**TASK DESCRIPTION**
If a line of the data below contains the string "before", count it, then state the total alone.

Collected data
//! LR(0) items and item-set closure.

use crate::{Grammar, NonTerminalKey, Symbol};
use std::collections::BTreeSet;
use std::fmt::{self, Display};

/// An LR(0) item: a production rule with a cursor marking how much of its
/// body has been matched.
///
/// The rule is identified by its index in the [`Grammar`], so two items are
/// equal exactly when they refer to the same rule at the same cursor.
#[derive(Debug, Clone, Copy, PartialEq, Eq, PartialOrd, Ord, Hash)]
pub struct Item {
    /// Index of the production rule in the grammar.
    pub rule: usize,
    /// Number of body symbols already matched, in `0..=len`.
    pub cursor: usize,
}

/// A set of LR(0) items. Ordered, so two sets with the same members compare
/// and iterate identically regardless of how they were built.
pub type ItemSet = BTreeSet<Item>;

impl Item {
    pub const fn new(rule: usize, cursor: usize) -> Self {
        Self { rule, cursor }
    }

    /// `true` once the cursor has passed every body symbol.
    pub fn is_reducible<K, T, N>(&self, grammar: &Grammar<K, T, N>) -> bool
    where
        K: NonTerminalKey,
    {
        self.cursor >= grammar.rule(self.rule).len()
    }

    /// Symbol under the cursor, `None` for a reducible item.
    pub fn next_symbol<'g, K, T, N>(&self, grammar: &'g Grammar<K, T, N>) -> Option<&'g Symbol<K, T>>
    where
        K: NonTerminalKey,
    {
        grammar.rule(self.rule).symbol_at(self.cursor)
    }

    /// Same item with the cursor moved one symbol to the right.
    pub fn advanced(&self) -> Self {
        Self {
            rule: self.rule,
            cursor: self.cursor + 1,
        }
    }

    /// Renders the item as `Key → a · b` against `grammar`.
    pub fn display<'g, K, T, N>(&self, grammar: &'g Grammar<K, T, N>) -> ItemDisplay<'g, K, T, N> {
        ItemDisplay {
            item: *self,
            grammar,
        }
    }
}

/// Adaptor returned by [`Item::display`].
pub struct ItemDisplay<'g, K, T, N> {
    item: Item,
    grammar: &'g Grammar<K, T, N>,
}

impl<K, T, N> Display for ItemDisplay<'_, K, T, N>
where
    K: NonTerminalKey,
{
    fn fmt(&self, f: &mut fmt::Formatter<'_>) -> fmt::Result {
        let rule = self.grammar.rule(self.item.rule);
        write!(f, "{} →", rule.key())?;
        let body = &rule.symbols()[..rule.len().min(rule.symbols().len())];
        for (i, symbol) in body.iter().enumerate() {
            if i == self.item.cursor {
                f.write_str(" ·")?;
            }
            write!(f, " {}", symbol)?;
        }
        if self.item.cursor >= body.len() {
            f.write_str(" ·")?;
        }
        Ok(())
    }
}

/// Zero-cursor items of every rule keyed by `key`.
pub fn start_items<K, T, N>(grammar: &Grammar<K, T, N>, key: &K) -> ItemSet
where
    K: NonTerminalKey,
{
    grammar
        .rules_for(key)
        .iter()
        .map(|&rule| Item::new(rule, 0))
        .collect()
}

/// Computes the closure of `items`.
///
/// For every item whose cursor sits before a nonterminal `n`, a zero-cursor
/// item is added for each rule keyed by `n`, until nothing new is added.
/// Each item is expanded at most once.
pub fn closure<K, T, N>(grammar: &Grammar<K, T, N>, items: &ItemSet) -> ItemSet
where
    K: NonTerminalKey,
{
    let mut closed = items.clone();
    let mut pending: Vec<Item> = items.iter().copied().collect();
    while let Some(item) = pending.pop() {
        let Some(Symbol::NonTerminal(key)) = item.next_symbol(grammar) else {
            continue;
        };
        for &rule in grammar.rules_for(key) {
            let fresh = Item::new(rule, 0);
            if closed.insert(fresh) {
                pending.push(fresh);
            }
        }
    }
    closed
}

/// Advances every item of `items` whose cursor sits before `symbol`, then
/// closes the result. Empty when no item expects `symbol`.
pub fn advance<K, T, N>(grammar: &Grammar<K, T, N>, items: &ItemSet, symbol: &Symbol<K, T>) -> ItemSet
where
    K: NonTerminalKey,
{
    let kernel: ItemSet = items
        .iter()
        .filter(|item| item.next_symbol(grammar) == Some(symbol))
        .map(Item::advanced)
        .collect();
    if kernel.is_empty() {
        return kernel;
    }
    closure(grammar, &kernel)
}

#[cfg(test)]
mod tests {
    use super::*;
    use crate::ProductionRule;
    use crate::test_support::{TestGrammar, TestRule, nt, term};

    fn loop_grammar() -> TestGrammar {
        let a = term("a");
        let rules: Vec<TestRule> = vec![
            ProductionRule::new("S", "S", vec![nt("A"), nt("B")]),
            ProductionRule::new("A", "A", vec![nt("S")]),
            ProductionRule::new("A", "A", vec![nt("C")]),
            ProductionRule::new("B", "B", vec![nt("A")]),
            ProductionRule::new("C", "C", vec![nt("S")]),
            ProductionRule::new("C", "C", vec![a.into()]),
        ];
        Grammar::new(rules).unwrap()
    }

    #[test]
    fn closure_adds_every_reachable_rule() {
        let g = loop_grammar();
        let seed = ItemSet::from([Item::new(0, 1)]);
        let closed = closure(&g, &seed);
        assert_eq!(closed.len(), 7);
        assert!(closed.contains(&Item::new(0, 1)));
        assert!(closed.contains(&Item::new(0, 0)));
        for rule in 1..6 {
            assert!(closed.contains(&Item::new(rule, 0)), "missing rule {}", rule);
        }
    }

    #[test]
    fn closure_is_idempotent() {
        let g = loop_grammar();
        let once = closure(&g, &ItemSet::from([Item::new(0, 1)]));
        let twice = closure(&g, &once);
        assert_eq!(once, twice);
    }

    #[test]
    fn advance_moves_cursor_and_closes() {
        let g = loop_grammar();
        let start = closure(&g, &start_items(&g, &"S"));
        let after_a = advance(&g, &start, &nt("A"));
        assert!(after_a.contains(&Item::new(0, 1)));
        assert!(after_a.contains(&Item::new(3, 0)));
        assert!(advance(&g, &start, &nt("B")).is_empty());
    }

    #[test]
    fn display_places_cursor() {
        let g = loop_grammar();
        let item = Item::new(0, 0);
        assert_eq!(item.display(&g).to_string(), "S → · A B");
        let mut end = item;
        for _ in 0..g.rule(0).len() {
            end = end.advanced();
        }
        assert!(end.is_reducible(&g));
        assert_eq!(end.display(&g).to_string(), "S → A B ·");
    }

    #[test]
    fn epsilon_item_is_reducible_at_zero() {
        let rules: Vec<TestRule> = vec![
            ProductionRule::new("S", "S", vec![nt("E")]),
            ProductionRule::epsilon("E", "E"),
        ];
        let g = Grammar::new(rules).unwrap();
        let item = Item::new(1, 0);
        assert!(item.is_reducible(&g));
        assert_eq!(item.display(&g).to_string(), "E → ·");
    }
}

**RESPONSE TO THE EXERCISE**
2